Example 3 — Athlete Type × Country (A vs B)
• Each athlete type has two bars (country A & country B).
• Interpretation paths:
– Main effects: bowling slower than hockey in both countries.
– Interaction:
• Bowling: country A slower than B.
• Swimming: country A faster than B.
→ Effect of athlete type depends on country.
Bar charts are especially intuitive for spotting such interactions.

Category Overload
• Re-plotting Shakespeare deaths as bars results in tall “stabbing” bar beside numerous near-zero bars—pattern still unreadable.
Axis Manipulation / Misleading Scales
• Ethical & interpretive risk: truncating the y-axis exaggerates perceived differences.
• Case Study — Fox News Infographic
– Data: welfare recipients $\approx 108{,}000{,}000$ vs full-time employees $\approx 101{,}000{,}000$ .
– Original graph y-axis starts at $100{,}000{,}000$ → makes gap look huge.
– Re-plot starting at $0$ shows modest difference.
• Lesson: Always inspect/label axes; zero baseline is recommended for bar charts unless strong justification.

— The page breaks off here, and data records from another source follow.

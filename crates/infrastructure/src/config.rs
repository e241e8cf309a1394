//! Application configuration
//!
//! Sources, later ones overriding earlier ones:
//! 1. built-in defaults (every field has one)
//! 2. `vocabforge.toml` in the working directory, if present
//! 3. an explicit file passed on the command line
//! 4. environment variables such as `VOCABFORGE_ANKI__URL`

use std::path::{Path, PathBuf};

use ai_core::GenerationConfig;
use ai_speech::SpeechConfig;
use application::error::ApplicationError;
use application::services::CardAssemblyConfig;
use integration_anki::AnkiConfig;
use serde::{Deserialize, Serialize};

use crate::service::LauncherConfig;

/// Prefix of configuration environment variables
pub const ENV_PREFIX: &str = "VOCABFORGE";

/// Base name of the optional configuration file in the working directory
pub const CONFIG_FILE_NAME: &str = "vocabforge";

/// Where cards are put together
#[derive(Debug, Clone, Serialize, Deserialize)]
pub struct CardsConfig {
    /// Directory for temporary audio files (default: current directory)
    #[serde(default = "default_work_dir")]
    pub work_dir: PathBuf,
}

fn default_work_dir() -> PathBuf {
    PathBuf::from(".")
}

impl Default for CardsConfig {
    fn default() -> Self {
        Self {
            work_dir: default_work_dir(),
        }
    }
}

/// Complete application configuration
#[derive(Debug, Clone, Default, Serialize, Deserialize)]
pub struct AppConfig {
    #[serde(default)]
    pub generation: GenerationConfig,

    #[serde(default)]
    pub speech: SpeechConfig,

    #[serde(default)]
    pub anki: AnkiConfig,

    #[serde(default)]
    pub launcher: LauncherConfig,

    #[serde(default)]
    pub cards: CardsConfig,
}

impl AppConfig {
    /// Load configuration from the optional files and the environment
    ///
    /// # Errors
    ///
    /// Returns an error if an explicitly given file is missing or any source
    /// fails to parse.
    pub fn load(path: Option<&Path>) -> Result<Self, config::ConfigError> {
        Self::load_with_env(path, None)
    }

    fn load_with_env(
        path: Option<&Path>,
        env: Option<config::Map<String, String>>,
    ) -> Result<Self, config::ConfigError> {
        let mut builder = config::Config::builder()
            .add_source(config::File::with_name(CONFIG_FILE_NAME).required(false));

        if let Some(path) = path {
            builder = builder.add_source(config::File::from(path).required(true));
        }

        let config = builder
            .add_source(
                config::Environment::with_prefix(ENV_PREFIX)
                    .prefix_separator("_")
                    .separator("__")
                    .try_parsing(true)
                    .source(env),
            )
            .build()?;

        config.try_deserialize()
    }

    /// Validate every section
    pub fn validate(&self) -> Result<(), ApplicationError> {
        self.generation
            .validate()
            .and_then(|()| self.speech.validate())
            .and_then(|()| self.anki.validate())
            .and_then(|()| self.launcher.validate())
            .map_err(ApplicationError::Configuration)
    }

    /// Switch generation to the lite model
    #[must_use]
    pub fn with_lite_model(mut self) -> Self {
        self.generation = self.generation.lite();
        self
    }

    /// Settings for the card assembly service
    pub fn card_assembly(&self) -> CardAssemblyConfig {
        CardAssemblyConfig {
            work_dir: self.cards.work_dir.clone(),
            marker_tag: self.anki.tag.clone(),
        }
    }
}

#[cfg(test)]
mod tests {
    use std::io::Write;

    use super::*;

    fn empty_env() -> Option<config::Map<String, String>> {
        Some(config::Map::new())
    }

    #[test]
    fn defaults_are_valid() {
        let config = AppConfig::default();
        assert!(config.validate().is_ok());
        assert_eq!(config.generation.model, "gemma3:12b");
        assert_eq!(config.anki.url, "http://localhost:8765");
        assert_eq!(config.launcher.max_attempts, 30);
        assert_eq!(config.launcher.poll_interval_ms, 2_000);
        assert_eq!(config.cards.work_dir, PathBuf::from("."));
    }

    #[test]
    fn loads_partial_file_over_defaults() {
        let mut file = tempfile::Builder::new().suffix(".toml").tempfile().unwrap();
        writeln!(
            file,
            "[generation]\nmodel = \"llama3\"\n\n[anki]\ntag = \"vocab\"\n\n[cards]\nwork_dir = \"/tmp/cards\""
        )
        .unwrap();

        let config = AppConfig::load_with_env(Some(file.path()), empty_env()).unwrap();

        assert_eq!(config.generation.model, "llama3");
        assert_eq!(config.generation.lite_model, "gemma3:4b");
        assert_eq!(config.anki.tag, "vocab");
        assert_eq!(config.anki.model_name, "Basic");
        assert_eq!(config.cards.work_dir, PathBuf::from("/tmp/cards"));
    }

    #[test]
    fn environment_overrides_file() {
        let mut file = tempfile::Builder::new().suffix(".toml").tempfile().unwrap();
        writeln!(file, "[anki]\nurl = \"http://from-file:8765\"").unwrap();

        let mut env = config::Map::new();
        env.insert(
            "VOCABFORGE_ANKI__URL".to_string(),
            "http://from-env:8765".to_string(),
        );
        env.insert(
            "VOCABFORGE_LAUNCHER__MAX_ATTEMPTS".to_string(),
            "5".to_string(),
        );

        let config = AppConfig::load_with_env(Some(file.path()), Some(env)).unwrap();

        assert_eq!(config.anki.url, "http://from-env:8765");
        assert_eq!(config.launcher.max_attempts, 5);
    }

    #[test]
    fn missing_explicit_file_is_an_error() {
        let dir = tempfile::tempdir().unwrap();
        let result = AppConfig::load_with_env(Some(&dir.path().join("nope.toml")), empty_env());
        assert!(result.is_err());
    }

    #[test]
    fn invalid_section_fails_validation() {
        let mut config = AppConfig::default();
        config.launcher.max_attempts = 0;
        assert!(matches!(
            config.validate(),
            Err(ApplicationError::Configuration(_))
        ));
    }

    #[test]
    fn lite_model_replaces_default() {
        let config = AppConfig::default().with_lite_model();
        assert_eq!(config.generation.model, "gemma3:4b");
    }

    #[test]
    fn card_assembly_uses_anki_tag() {
        let mut config = AppConfig::default();
        config.anki.tag = "vocab".to_string();
        config.cards.work_dir = PathBuf::from("/tmp/cards");

        let cards = config.card_assembly();
        assert_eq!(cards.marker_tag, "vocab");
        assert_eq!(cards.work_dir, PathBuf::from("/tmp/cards"));
    }
}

Graph choice matters for clarity, transparency, and integrity.
Over-complicated pie/bar charts hinder comprehension and invite misinterpretation.
Axis manipulation can intentionally or inadvertently bias viewers—ethical responsibility to present data honestly.
When data have many categories or wide dynamic ranges, consider alternatives (e.g., dot plots, treemaps, lollipop charts, log scales, or collapsing categories).

Use pie charts when:
• ≤ 10 categories, fairly even or large slice sizes, need part-to-whole insight.
Avoid pie charts when: many tiny segments or need precise comparison.
Use bar charts when:
• Need to compare magnitudes across categories, display summary statistics, add error bars, or visualise interactions between variables.
Watch-outs:
• Too many categories → clutter.
• Truncated or inconsistent axes → misleading impressions.
• Provide clear labels, scales, legends.
Both graphs supplement numerical summaries (mean, SD, etc.) and can powerfully communicate behavioural data when designed correctly.